PJ Dick Innovation Fund Teaching Grant: Ethics and Decision Making in Architecture

PJ Dick Course Grant 2026
Maryam Karimi, Special Faculty
Nexus-Artery and Reservoir, a taxonomy for an embodied perception of infrastructures. Image credit: Maryam Karimi.

Nexus-Artery and Reservoir, a taxonomy for an embodied perception of infrastructures. Image credit: Maryam Karimi.

Ethics and Decision Making in Architecture
Instructor: Maryam Karimi, Special Faculty, Carnegie Mellon Architecture
Teaching Assistant: Ronishka Sabu Nalpathil, PhD-Arch student

This seminar confronts the ethical imperatives of architectural practice amid intersecting crises: climate collapse, technological acceleration, and structural injustice. Anchored in Carnegie Mellon’s ethos of critical praxis, it recasts design not as neutral problem-solving, but as a philosophical and political act, a making-with the world that entangles the architect in struggles over power, subjectivity, and the conditions of collective life.

We cultivate an ontology that faces the dark side of the Anthropocene by unsettling inherited narratives of human mastery and domination. Rather than treating the environment as a passive backdrop for human projects, we approach the world as a lively field of forces with its own propensities and agencies. Landscapes, materials, atmospheres, and species are engaged as co-actors in a shared, more-than-human field. Within this frame, design becomes a practice of attunement: learning to sense, negotiate, and collaborate with the trajectories of soils, waters, climates, and other beings.

In parallel, we examine how contemporary technologies, and AI in particular, no longer simply extend human capability but reconfigure the very conditions of agency. Modern technics do more than accelerate workflows; they organize, mediate, and distribute what counts as knowledge, creativity, authorship, and “world.” Generative systems blur the boundary between tool and collaborator, raising urgent questions of responsibility and control.

Pedagogically, the course pauses the rush to make in order to ask: Why build at all, and for whom? Through readings, discussions, and speculative design exercises, students develop an inquiry-driven lens and prototype ethical, relational practices that work with, rather than against, the forces that shape our world — bringing more just and livable futures into view.

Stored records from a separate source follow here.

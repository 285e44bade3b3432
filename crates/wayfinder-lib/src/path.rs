use std::cmp::Ordering;
use std::collections::{BinaryHeap, HashMap, HashSet};
use std::time::{Duration, Instant};

use tracing::debug;

use crate::error::{Error, Result};
use crate::graph::{Graph, NodeId};

/// A simple path through the graph with its recomputed total weight.
#[derive(Debug, Clone, PartialEq)]
pub struct PathCandidate {
    pub nodes: Vec<NodeId>,
    pub weight: f64,
}

/// Wall-clock budget shared by every enumeration in one request.
#[derive(Debug, Clone, Copy)]
pub struct SearchBudget {
    started: Instant,
    deadline: Option<Instant>,
}

impl SearchBudget {
    pub fn new(limit: Option<Duration>) -> Self {
        let started = Instant::now();
        Self {
            started,
            deadline: limit.map(|limit| started + limit),
        }
    }

    pub fn unlimited() -> Self {
        Self::new(None)
    }

    /// Fail with [`Error::SearchTimedOut`] once the deadline has passed.
    pub fn check(&self) -> Result<()> {
        match self.deadline {
            Some(deadline) if Instant::now() >= deadline => Err(Error::SearchTimedOut {
                elapsed: self.started.elapsed(),
            }),
            _ => Ok(()),
        }
    }
}

/// Lowest-cost path between two nodes, if any.
pub fn shortest_path(graph: &Graph, start: &str, goal: &str) -> Option<PathCandidate> {
    let start = graph.node_index(start)?;
    let goal = graph.node_index(goal)?;
    dijkstra(graph, start, goal, &HashSet::new(), &HashSet::new())
        .map(|(path, cost)| candidate(graph, &path, cost))
}

/// Enumerate up to `k` loopless paths from `start` to `goal` in
/// non-decreasing weight order (Yen's algorithm).
///
/// Paths are distinct as node sequences; parallel edges never produce two
/// copies of the same sequence. Unknown endpoints or `start == goal` yield
/// no paths.
pub fn k_shortest_paths(
    graph: &Graph,
    start: &str,
    goal: &str,
    k: usize,
    budget: &SearchBudget,
) -> Result<Vec<PathCandidate>> {
    let (Some(start), Some(goal)) = (graph.node_index(start), graph.node_index(goal)) else {
        return Ok(Vec::new());
    };
    if k == 0 || start == goal {
        return Ok(Vec::new());
    }

    budget.check()?;
    let Some(first) = dijkstra(graph, start, goal, &HashSet::new(), &HashSet::new()) else {
        return Ok(Vec::new());
    };

    let mut accepted: Vec<(Vec<usize>, f64)> = vec![first];
    let mut candidates: BinaryHeap<CandidateEntry> = BinaryHeap::new();
    let mut seen: HashSet<Vec<usize>> = HashSet::new();
    seen.insert(accepted[0].0.clone());

    while accepted.len() < k {
        let previous = accepted[accepted.len() - 1].0.clone();

        for spur_index in 0..previous.len() - 1 {
            budget.check()?;

            let spur_node = previous[spur_index];
            let root = &previous[..=spur_index];

            let mut banned_edges = HashSet::new();
            for (path, _) in &accepted {
                if path.len() > spur_index + 1 && &path[..=spur_index] == root {
                    let next = path[spur_index + 1];
                    banned_edges.extend(
                        graph
                            .incident(spur_node)
                            .filter(|(_, edge)| edge.other(spur_node) == next)
                            .map(|(index, _)| index),
                    );
                }
            }
            let banned_nodes: HashSet<usize> = root[..spur_index].iter().copied().collect();

            let Some((spur_path, _)) =
                dijkstra(graph, spur_node, goal, &banned_nodes, &banned_edges)
            else {
                continue;
            };

            let mut total = root[..spur_index].to_vec();
            total.extend(spur_path);
            if !seen.insert(total.clone()) {
                continue;
            }
            if let Some(cost) = path_cost(graph, &total) {
                candidates.push(CandidateEntry {
                    cost: FloatOrd(cost),
                    path: total,
                });
            }
        }

        match candidates.pop() {
            Some(entry) => accepted.push((entry.path, entry.cost.0)),
            None => break,
        }
    }

    debug!(
        paths = accepted.len(),
        pending = candidates.len(),
        "enumerated k-shortest paths"
    );

    Ok(accepted
        .iter()
        .map(|(path, cost)| candidate(graph, path, *cost))
        .collect())
}

fn candidate(graph: &Graph, path: &[usize], cost: f64) -> PathCandidate {
    PathCandidate {
        nodes: path.iter().map(|&index| graph.node_at(index).id.clone()).collect(),
        weight: cost,
    }
}

fn path_cost(graph: &Graph, path: &[usize]) -> Option<f64> {
    path.windows(2).try_fold(0.0, |total, hop| {
        graph
            .edge_between_indices(hop[0], hop[1])
            .map(|edge| total + edge.weight)
    })
}

/// Dijkstra's algorithm over node indices, skipping banned nodes and edges.
fn dijkstra(
    graph: &Graph,
    start: usize,
    goal: usize,
    banned_nodes: &HashSet<usize>,
    banned_edges: &HashSet<usize>,
) -> Option<(Vec<usize>, f64)> {
    if start == goal {
        return Some((vec![start], 0.0));
    }

    let mut distances: HashMap<usize, f64> = HashMap::new();
    let mut parents: HashMap<usize, Option<usize>> = HashMap::new();
    let mut queue = BinaryHeap::new();

    distances.insert(start, 0.0);
    parents.insert(start, None);
    queue.push(QueueEntry::new(start, 0.0));

    while let Some(entry) = queue.pop() {
        let current_distance = match distances.get(&entry.node) {
            Some(distance) if *distance < entry.cost.0 => continue,
            Some(distance) => *distance,
            None => continue,
        };

        if entry.node == goal {
            return Some((reconstruct_path(&parents, start, goal), current_distance));
        }

        for (edge_index, edge) in graph.incident(entry.node) {
            if banned_edges.contains(&edge_index) {
                continue;
            }
            let next = edge.other(entry.node);
            if next == entry.node || banned_nodes.contains(&next) {
                continue;
            }

            let next_cost = current_distance + edge.weight;
            if next_cost < *distances.get(&next).unwrap_or(&f64::INFINITY) {
                distances.insert(next, next_cost);
                parents.insert(next, Some(entry.node));
                queue.push(QueueEntry::new(next, next_cost));
            }
        }
    }

    None
}

fn reconstruct_path(parents: &HashMap<usize, Option<usize>>, start: usize, goal: usize) -> Vec<usize> {
    let mut path = Vec::new();
    let mut current = Some(goal);
    while let Some(node) = current {
        path.push(node);
        if node == start {
            break;
        }
        current = parents.get(&node).copied().flatten();
    }
    path.reverse();
    path
}

#[derive(Copy, Clone, Debug, Default)]
struct FloatOrd(f64);

impl PartialEq for FloatOrd {
    fn eq(&self, other: &Self) -> bool {
        self.cmp(other) == Ordering::Equal
    }
}

impl Eq for FloatOrd {}

impl PartialOrd for FloatOrd {
    fn partial_cmp(&self, other: &Self) -> Option<Ordering> {
        Some(self.cmp(other))
    }
}

impl Ord for FloatOrd {
    fn cmp(&self, other: &Self) -> Ordering {
        self.0.total_cmp(&other.0)
    }
}

#[derive(Copy, Clone, Debug, Eq, PartialEq)]
struct QueueEntry {
    node: usize,
    cost: FloatOrd,
}

impl QueueEntry {
    fn new(node: usize, cost: f64) -> Self {
        Self {
            node,
            cost: FloatOrd(cost),
        }
    }
}

impl Ord for QueueEntry {
    fn cmp(&self, other: &Self) -> Ordering {
        // Reverse ordering so BinaryHeap becomes a min-heap by cost.
        other
            .cost
            .cmp(&self.cost)
            .then_with(|| other.node.cmp(&self.node))
    }
}

impl PartialOrd for QueueEntry {
    fn partial_cmp(&self, other: &Self) -> Option<Ordering> {
        Some(self.cmp(other))
    }
}

/// Yen candidate; min-heap by cost, then by node sequence for determinism.
#[derive(Clone, Debug, Eq, PartialEq)]
struct CandidateEntry {
    cost: FloatOrd,
    path: Vec<usize>,
}

impl Ord for CandidateEntry {
    fn cmp(&self, other: &Self) -> Ordering {
        other
            .cost
            .cmp(&self.cost)
            .then_with(|| other.path.cmp(&self.path))
    }
}

impl PartialOrd for CandidateEntry {
    fn partial_cmp(&self, other: &Self) -> Option<Ordering> {
        Some(self.cmp(other))
    }
}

Image: Nexus-Artery and Reservoir, a taxonomy for an embodied perception of infrastructures. Image credit: Maryam Karimi.

About the Project Lead

Special Faculty

  • Established in 2023 by PJ Dick Trumbull Lindy Group, the Faculty Grants Program will award a total of $400,000 over four years beginning in 2024. The program supports faculty research and teaching innovations that address the School’s three pedagogical challenges of climate change, social justice and artificial intelligence. The proposals were assessed on their impact in furthering a faculty member’s research and teaching, their contribution to interrogating the School’s challenges, and their viability to garner further research support, make an impact on the discipline and expand the pedagogy of the School.